En esa línea, aseguran que su única opción es optar por el apoyo de la administración para poder seguir adelante, pero todos insisten en que, al margen de las ayudas que puedan recibir, su única aspiración es conseguir un empleo. «Yo no quiero ayudas, yo lo que quiero es trabajar, pero hay que comer, mientras tanto ahora la necesito, tengo que solicitar ese mínimo vital para subsistir mientras se normaliza la situación y sale algún trabajo», relata Rafael.

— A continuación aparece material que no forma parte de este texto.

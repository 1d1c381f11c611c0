//! Injectable randomness for frontage jitter.
//!
//! Purpose
//! - Thread an explicit random source through segmentation so callers can seed
//!   it (`StdRng::seed_from_u64`) and replay a block pass exactly.
//! - Keep the draw rule (`target ± variation·target`) in one place.

use rand::Rng;

use crate::error::BlockError;

/// Source of uniform draws in `[0, 1)`.
///
/// Every `rand::Rng` is a source; pass `&mut StdRng` (or any other generator).
pub trait UniformSource {
    fn next_uniform(&mut self) -> f64;
}

impl<R: Rng> UniformSource for R {
    #[inline]
    fn next_uniform(&mut self) -> f64 {
        self.gen::<f64>()
    }
}

/// Jittered step length: uniform in `[target − v, target + v)` with `v = variation·target`.
#[derive(Clone, Copy, Debug, PartialEq)]
pub struct Jitter {
    target: f64,
    spread: f64,
}

impl Jitter {
    /// Validates `target > 0` (finite) and `variation ∈ [0, 1)`.
    pub fn new(target: f64, variation: f64) -> Result<Self, BlockError> {
        if !target.is_finite() || target <= 0.0 {
            return Err(BlockError::invalid_param(format!(
                "target segment length must be finite and > 0 (got {target})"
            )));
        }
        if !(0.0..1.0).contains(&variation) {
            return Err(BlockError::invalid_param(format!(
                "variation fraction must lie in [0, 1) (got {variation})"
            )));
        }
        Ok(Self {
            target,
            spread: variation * target,
        })
    }

    /// Smallest length a draw can produce.
    #[inline]
    pub fn min_step(&self) -> f64 {
        self.target - self.spread
    }

    /// Largest length a draw can produce.
    #[inline]
    pub fn max_step(&self) -> f64 {
        self.target + self.spread
    }

    /// One fresh draw; always `> 0` because `spread < target`.
    pub fn draw<R: UniformSource + ?Sized>(&self, rng: &mut R) -> f64 {
        let u = rng.next_uniform();
        let d = self.target - self.spread + u * 2.0 * self.spread;
        debug_assert!(d > 0.0, "jittered step must stay positive");
        d
    }
}

#[cfg(test)]
mod tests {
    use super::*;
    use rand::rngs::mock::StepRng;
    use rand::{rngs::StdRng, SeedableRng};

    #[test]
    fn rejects_bad_parameters() {
        assert!(matches!(
            Jitter::new(0.0, 0.1),
            Err(BlockError::InvalidParameter { .. })
        ));
        assert!(matches!(
            Jitter::new(-3.0, 0.1),
            Err(BlockError::InvalidParameter { .. })
        ));
        assert!(matches!(
            Jitter::new(f64::NAN, 0.1),
            Err(BlockError::InvalidParameter { .. })
        ));
        assert!(matches!(
            Jitter::new(10.0, 1.0),
            Err(BlockError::InvalidParameter { .. })
        ));
        assert!(matches!(
            Jitter::new(10.0, -0.01),
            Err(BlockError::InvalidParameter { .. })
        ));
        assert!(Jitter::new(10.0, 0.0).is_ok());
    }

    #[test]
    fn zero_variation_is_exact() {
        let j = Jitter::new(7.5, 0.0).unwrap();
        let mut rng = StdRng::seed_from_u64(3);
        for _ in 0..16 {
            assert_eq!(j.draw(&mut rng), 7.5);
        }
    }

    #[test]
    fn draws_stay_in_band() {
        let j = Jitter::new(10.0, 0.25).unwrap();
        let mut rng = StdRng::seed_from_u64(42);
        for _ in 0..1000 {
            let d = j.draw(&mut rng);
            assert!((7.5..12.5).contains(&d), "draw {d} out of band");
        }
        assert_eq!(j.min_step(), 7.5);
        assert_eq!(j.max_step(), 12.5);
    }

    #[test]
    fn lowest_draw_from_constant_source() {
        // StepRng(0, 0) always yields zero bits, i.e. u = 0.
        let j = Jitter::new(10.0, 0.5).unwrap();
        let mut rng = StepRng::new(0, 0);
        assert_eq!(j.draw(&mut rng), 5.0);
    }
}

"No es tan bonito como parece"

En cuanto a los prejuicios que han manifestado ciertos sectores tras la aprobación del ingreso mínimo vital muestran una postura clara. Cierto es que finalmente la prestación se aprobó esta semana sin el voto en contra de ninguno de los grupos políticos, pero ha sido cuestionada por algunos grupos que defienden que generará una población subvencionada sin aspiración al empleo. «Si la gente se para un poco a leer los requisitos verá que no es para todo el mundo, que lean la letra pequeña porque no es tan bonito como lo pintan, es para gente que lo necesita, que nos pregunten a los que lo estamos sufriendo que estamos removiendo el cielo y la tierra para tener un mínimo para sobrevivir, yo no estoy pidiendo para comprarme caprichos, lo hago comer y para pagar mi casa y espero no tener nunca que volver a vivir esto», asevera Victoria.

En el mismo hilo, político, Almudena comparte dos reflexiones. La primera, pide compromiso al gobierno para que las ayudas se gestionen caso por caso porque de lo contrario, «va a quedarse mucha gente que lo necesita fuera» y, en último lugar, cierra con un llamamiento a la responsabilidad de la clase política porque, «mientras en el Congreso discuten, la gente de a pie no puede permitirse una discusión, por muy simple que sea, porque le falta lo más básico, que es el alimento».